Prater v. State

BEAUCHAMP, Judge.

The appeal is from a sentence of fifteen years for murder.

Briefly stated, the lengthy facts of this case show that the appellant owned a tract of land bordered on the north by land owned by Charley Moore, father of the deceased. The land sloped to the south and water from it drained onto Prater’s land. The matter of drainage had been the subject of litigation between them in which Prater had lost, resulting in bad blood and reported difficulties. This was the immediate cause of the tragedy.

While appellant was engaged in digging a ditch along the line contrary to the ideas of the Moores, the deceased approached and made an attack on appellant. Being larger and stronger, he soon got the better of the conflict and inflicted minor wounds on appellant,- who had first retreated in an attempt to escape from Moore. The evidence is in conflict as to what took place at this time, but the result was that appellant had a pistol and turned and shot the deceased three times, killing him instantly.

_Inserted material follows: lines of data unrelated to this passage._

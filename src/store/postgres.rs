use anyhow::{Context, Result};
use sqlx::{postgres::PgPoolOptions, PgConnection, PgPool, Row};
use std::collections::HashMap;

use crate::logic::enrollment::{EnrollmentChange, EnrollmentPolicy};
use crate::logic::validate::ValidationError;
use crate::model::{Course, CourseChanges, Id, ListFilter, NewCourse, NewStudent, Student, StudentChanges};
use crate::store::traits::{CourseStore, EnrollmentStore, EnrollmentUpdate, Store, StudentStore};

#[derive(Debug, Clone)]
pub struct PostgresStore {
    pool: PgPool,
    policy: EnrollmentPolicy,
}

impl PostgresStore {
    /// Create a new PostgreSQL store with the given database URL
    pub async fn new(database_url: &str, max_connections: u32, policy: EnrollmentPolicy) -> Result<Self> {
        let pool = PgPoolOptions::new()
            .max_connections(max_connections)
            .connect(database_url)
            .await
            .context("Failed to create PostgreSQL connection pool")?;

        Ok(Self { pool, policy })
    }

    /// Run database migrations
    pub async fn migrate(&self) -> Result<()> {
        sqlx::migrate!("./migrations")
            .run(&self.pool)
            .await
            .context("Failed to run database migrations")?;
        Ok(())
    }
}

fn student_from_row(row: &sqlx::postgres::PgRow) -> Student {
    Student {
        id: row.get("id"),
        name: row.get("name"),
        birth_date: row.get("birth_date"),
    }
}

async fn fetch_course(conn: &mut PgConnection, id: Id) -> Result<Option<Course>> {
    let row = sqlx::query("SELECT id, name FROM courses WHERE id = $1")
        .bind(id)
        .fetch_optional(&mut *conn)
        .await
        .context("Failed to fetch course")?;

    let Some(row) = row else {
        return Ok(None);
    };

    let students: Vec<Id> = sqlx::query_scalar(
        "SELECT student_id FROM course_students WHERE course_id = $1 ORDER BY id",
    )
    .bind(id)
    .fetch_all(&mut *conn)
    .await
    .context("Failed to fetch course students")?;

    Ok(Some(Course {
        id: row.get("id"),
        name: row.get("name"),
        students,
    }))
}

/// Takes a row lock on the course so concurrent enrollment changes serialize.
async fn lock_course(conn: &mut PgConnection, id: Id) -> Result<bool> {
    let row = sqlx::query("SELECT id FROM courses WHERE id = $1 FOR UPDATE")
        .bind(id)
        .fetch_optional(&mut *conn)
        .await
        .context("Failed to lock course")?;
    Ok(row.is_some())
}

/// Share-locks the referenced students until the transaction ends, so a
/// concurrent delete waits instead of racing the insert.
async fn ensure_students_exist(conn: &mut PgConnection, ids: &[Id]) -> Result<()> {
    if ids.is_empty() {
        return Ok(());
    }

    let found: Vec<Id> = sqlx::query_scalar("SELECT id FROM students WHERE id = ANY($1) FOR SHARE")
        .bind(ids)
        .fetch_all(&mut *conn)
        .await
        .context("Failed to look up students")?;

    if let Some(missing) = ids.iter().find(|id| !found.contains(id)) {
        return Err(ValidationError::UnknownStudent(*missing).into());
    }
    Ok(())
}

/// Writes the change inside the caller's transaction, then counts the result
/// and runs the policy. The caller commits only if this returns `Ok`.
///
/// Returns the number of enrollment rows inserted or deleted.
async fn apply_enrollment_change(
    conn: &mut PgConnection,
    policy: &EnrollmentPolicy,
    course_id: Id,
    change: &EnrollmentChange,
) -> Result<u64> {
    ensure_students_exist(conn, change.student_ids()).await?;

    let affected = match change {
        EnrollmentChange::Add(ids) => insert_enrollments(conn, course_id, ids).await?,
        EnrollmentChange::Remove(student_id) => {
            sqlx::query("DELETE FROM course_students WHERE course_id = $1 AND student_id = $2")
                .bind(course_id)
                .bind(student_id)
                .execute(&mut *conn)
                .await
                .context("Failed to remove enrollment")?
                .rows_affected()
        }
        EnrollmentChange::Clear => {
            sqlx::query("DELETE FROM course_students WHERE course_id = $1")
                .bind(course_id)
                .execute(&mut *conn)
                .await
                .context("Failed to clear enrollments")?
                .rows_affected()
        }
        EnrollmentChange::Set(ids) => {
            let removed = sqlx::query("DELETE FROM course_students WHERE course_id = $1 AND student_id <> ALL($2)")
                .bind(course_id)
                .bind(ids)
                .execute(&mut *conn)
                .await
                .context("Failed to replace enrollments")?
                .rows_affected();
            removed + insert_enrollments(conn, course_id, ids).await?
        }
    };

    let count: i64 = sqlx::query_scalar("SELECT COUNT(*) FROM course_students WHERE course_id = $1")
        .bind(course_id)
        .fetch_one(&mut *conn)
        .await
        .context("Failed to count enrollments")?;

    policy.check(course_id, count as usize)?;
    Ok(affected)
}

async fn insert_enrollments(conn: &mut PgConnection, course_id: Id, ids: &[Id]) -> Result<u64> {
    let mut inserted = 0;
    for student_id in ids {
        let result = sqlx::query(
            r#"
            INSERT INTO course_students (course_id, student_id)
            VALUES ($1, $2)
            ON CONFLICT (course_id, student_id) DO NOTHING
            "#,
        )
        .bind(course_id)
        .bind(student_id)
        .execute(&mut *conn)
        .await
        .context("Failed to insert enrollment")?;
        inserted += result.rows_affected();
    }
    Ok(inserted)
}

#[async_trait::async_trait]
impl StudentStore for PostgresStore {
    async fn create_student(&self, student: NewStudent) -> Result<Student> {
        let row = sqlx::query(
            "INSERT INTO students (name, birth_date) VALUES ($1, $2) RETURNING id, name, birth_date",
        )
        .bind(&student.name)
        .bind(student.birth_date)
        .fetch_one(&self.pool)
        .await
        .context("Failed to create student")?;

        Ok(student_from_row(&row))
    }

    async fn get_student(&self, id: Id) -> Result<Option<Student>> {
        let row = sqlx::query("SELECT id, name, birth_date FROM students WHERE id = $1")
            .bind(id)
            .fetch_optional(&self.pool)
            .await
            .context("Failed to fetch student")?;

        Ok(row.as_ref().map(student_from_row))
    }

    async fn list_students(&self, filter: &ListFilter) -> Result<Vec<Student>> {
        let rows = sqlx::query(
            r#"
            SELECT id, name, birth_date
            FROM students
            WHERE ($1::BIGINT IS NULL OR id = $1)
              AND ($2::TEXT IS NULL OR name = $2)
            ORDER BY id
            "#,
        )
        .bind(filter.id)
        .bind(filter.name.as_deref())
        .fetch_all(&self.pool)
        .await
        .context("Failed to list students")?;

        Ok(rows.iter().map(student_from_row).collect())
    }

    async fn update_student(&self, id: Id, changes: StudentChanges) -> Result<Option<Student>> {
        let mut tx = self.pool.begin().await.context("Failed to begin transaction")?;

        let row = sqlx::query("SELECT id, name, birth_date FROM students WHERE id = $1 FOR UPDATE")
            .bind(id)
            .fetch_optional(&mut *tx)
            .await
            .context("Failed to fetch student")?;

        let Some(row) = row else {
            return Ok(None);
        };

        let mut student = student_from_row(&row);
        student.apply(changes);

        sqlx::query("UPDATE students SET name = $2, birth_date = $3 WHERE id = $1")
            .bind(id)
            .bind(&student.name)
            .bind(student.birth_date)
            .execute(&mut *tx)
            .await
            .context("Failed to update student")?;

        tx.commit().await.context("Failed to commit student update")?;
        Ok(Some(student))
    }

    async fn delete_student(&self, id: Id) -> Result<bool> {
        // course_students rows go with it via ON DELETE CASCADE
        let result = sqlx::query("DELETE FROM students WHERE id = $1")
            .bind(id)
            .execute(&self.pool)
            .await
            .context("Failed to delete student")?;

        Ok(result.rows_affected() > 0)
    }
}

#[async_trait::async_trait]
impl CourseStore for PostgresStore {
    async fn create_course(&self, course: NewCourse) -> Result<Course> {
        let mut tx = self.pool.begin().await.context("Failed to begin transaction")?;

        let id: Id = sqlx::query_scalar("INSERT INTO courses (name) VALUES ($1) RETURNING id")
            .bind(&course.name)
            .fetch_one(&mut *tx)
            .await
            .context("Failed to create course")?;

        apply_enrollment_change(&mut tx, &self.policy, id, &EnrollmentChange::Set(course.students)).await?;

        let created = fetch_course(&mut tx, id)
            .await?
            .context("Course missing right after insert")?;

        tx.commit().await.context("Failed to commit course creation")?;
        Ok(created)
    }

    async fn get_course(&self, id: Id) -> Result<Option<Course>> {
        let mut conn = self.pool.acquire().await.context("Failed to acquire connection")?;
        fetch_course(&mut conn, id).await
    }

    async fn list_courses(&self, filter: &ListFilter) -> Result<Vec<Course>> {
        let rows = sqlx::query(
            r#"
            SELECT id, name
            FROM courses
            WHERE ($1::BIGINT IS NULL OR id = $1)
              AND ($2::TEXT IS NULL OR name = $2)
            ORDER BY id
            "#,
        )
        .bind(filter.id)
        .bind(filter.name.as_deref())
        .fetch_all(&self.pool)
        .await
        .context("Failed to list courses")?;

        let course_ids: Vec<Id> = rows.iter().map(|row| row.get("id")).collect();

        let enrollment_rows = sqlx::query(
            r#"
            SELECT course_id, student_id
            FROM course_students
            WHERE course_id = ANY($1)
            ORDER BY id
            "#,
        )
        .bind(&course_ids)
        .fetch_all(&self.pool)
        .await
        .context("Failed to list course students")?;

        let mut students_by_course: HashMap<Id, Vec<Id>> = HashMap::new();
        for row in enrollment_rows {
            students_by_course
                .entry(row.get("course_id"))
                .or_default()
                .push(row.get("student_id"));
        }

        let courses = rows
            .into_iter()
            .map(|row| {
                let id: Id = row.get("id");
                Course {
                    id,
                    name: row.get("name"),
                    students: students_by_course.remove(&id).unwrap_or_default(),
                }
            })
            .collect();

        Ok(courses)
    }

    async fn update_course(&self, id: Id, changes: CourseChanges) -> Result<Option<Course>> {
        let mut tx = self.pool.begin().await.context("Failed to begin transaction")?;

        if !lock_course(&mut tx, id).await? {
            return Ok(None);
        }

        if let Some(name) = &changes.name {
            sqlx::query("UPDATE courses SET name = $2 WHERE id = $1")
                .bind(id)
                .bind(name)
                .execute(&mut *tx)
                .await
                .context("Failed to update course")?;
        }

        if let Some(students) = changes.students {
            apply_enrollment_change(&mut tx, &self.policy, id, &EnrollmentChange::Set(students)).await?;
        }

        let updated = fetch_course(&mut tx, id).await?;
        tx.commit().await.context("Failed to commit course update")?;
        Ok(updated)
    }

    async fn delete_course(&self, id: Id) -> Result<bool> {
        let result = sqlx::query("DELETE FROM courses WHERE id = $1")
            .bind(id)
            .execute(&self.pool)
            .await
            .context("Failed to delete course")?;

        Ok(result.rows_affected() > 0)
    }
}

#[async_trait::async_trait]
impl EnrollmentStore for PostgresStore {
    fn enrollment_policy(&self) -> EnrollmentPolicy {
        self.policy
    }

    async fn change_enrollment(&self, course_id: Id, change: EnrollmentChange) -> Result<Option<EnrollmentUpdate>> {
        let mut tx = self.pool.begin().await.context("Failed to begin transaction")?;

        if !lock_course(&mut tx, course_id).await? {
            return Ok(None);
        }

        // Dropping the transaction on error rolls the change back
        let affected = apply_enrollment_change(&mut tx, &self.policy, course_id, &change).await?;

        let course = fetch_course(&mut tx, course_id).await?;
        tx.commit().await.context("Failed to commit enrollment change")?;

        Ok(course.map(|course| {
            log::info!(
                "Enrollment {} on course {}: {} students",
                change.describe(),
                course_id,
                course.students.len()
            );
            EnrollmentUpdate {
                course,
                changed: affected > 0,
            }
        }))
    }

    async fn course_students(&self, course_id: Id) -> Result<Option<Vec<Student>>> {
        let mut conn = self.pool.acquire().await.context("Failed to acquire connection")?;

        if fetch_course(&mut conn, course_id).await?.is_none() {
            return Ok(None);
        }

        let rows = sqlx::query(
            r#"
            SELECT s.id, s.name, s.birth_date
            FROM course_students cs
            JOIN students s ON s.id = cs.student_id
            WHERE cs.course_id = $1
            ORDER BY cs.id
            "#,
        )
        .bind(course_id)
        .fetch_all(&mut *conn)
        .await
        .context("Failed to fetch course students")?;

        Ok(Some(rows.iter().map(student_from_row).collect()))
    }
}

impl Store for PostgresStore {}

The record is before us- without bills of exception, and the complaint alleged in appellant’s brief is- because of the- failure of the court to give three requested charges. These charges are similar and will be treated together. Requested1 charge number one, omitting the formal part, reads as follows:

“In connection with the charges on the law of self defense heretofore given you, and to be taken in connection with same, you are instructed that if you should believe and find from the evidence that the deceased, Cecil Moore, was making an unlawful and violent attack upon the defendant Edgar Prater at the time he was killed, and you should further believe from the evidence that such attack was not of such nature or of such gravity as to put the defendant in fear of death or serious bodily injury, still in that event, if you find the facts so to be, or if you have a reasonable doubt that such were the facts, you are instructed that the defendant would have the right to shoot and kill the deceased and if you find the facts so to be you will find the defendant not guilty and so say by your verdict.”

Requested special charge number two is in different language but practically to the same effect as number one.

*628Appellant relies on Article 1224 of the Penal Code, the pertinent part of which is as follows:

“Homicide is justifiable also in the protection of the person or property against any other unlawful and violent attack besides those mentioned, and in such cases all other means must be resorted to for the prevention of the injury, and the killing must take place while the person killed is in the very act of making such unlawful and violent attack * * * *

It will be noted that under the circumstances described in the article, the accused must resort to all other means for the prevention of the injury as a prerequisite to his right to kill his assailant. Special requested charges numbers one and' two fail to so instruct the jury and were properly refused.

Special requested charge number three applies the law to the facts of the case on trial and instructs the jury to acquit appellant if they believe, or have a reasonable doubt, that such were the facts, and instructs them in the event they find that the killing took place under such circumstances as set out, the killing would not be unlawful and would be justified. We find that paragraph number six of the court’s main charge covers the same thing in language quite as favorable to appellant as that requested, and certainly as much so as the law would direct. This charge was properly refused.

Finding no error in the record, the judgment of the trial court is affirmed.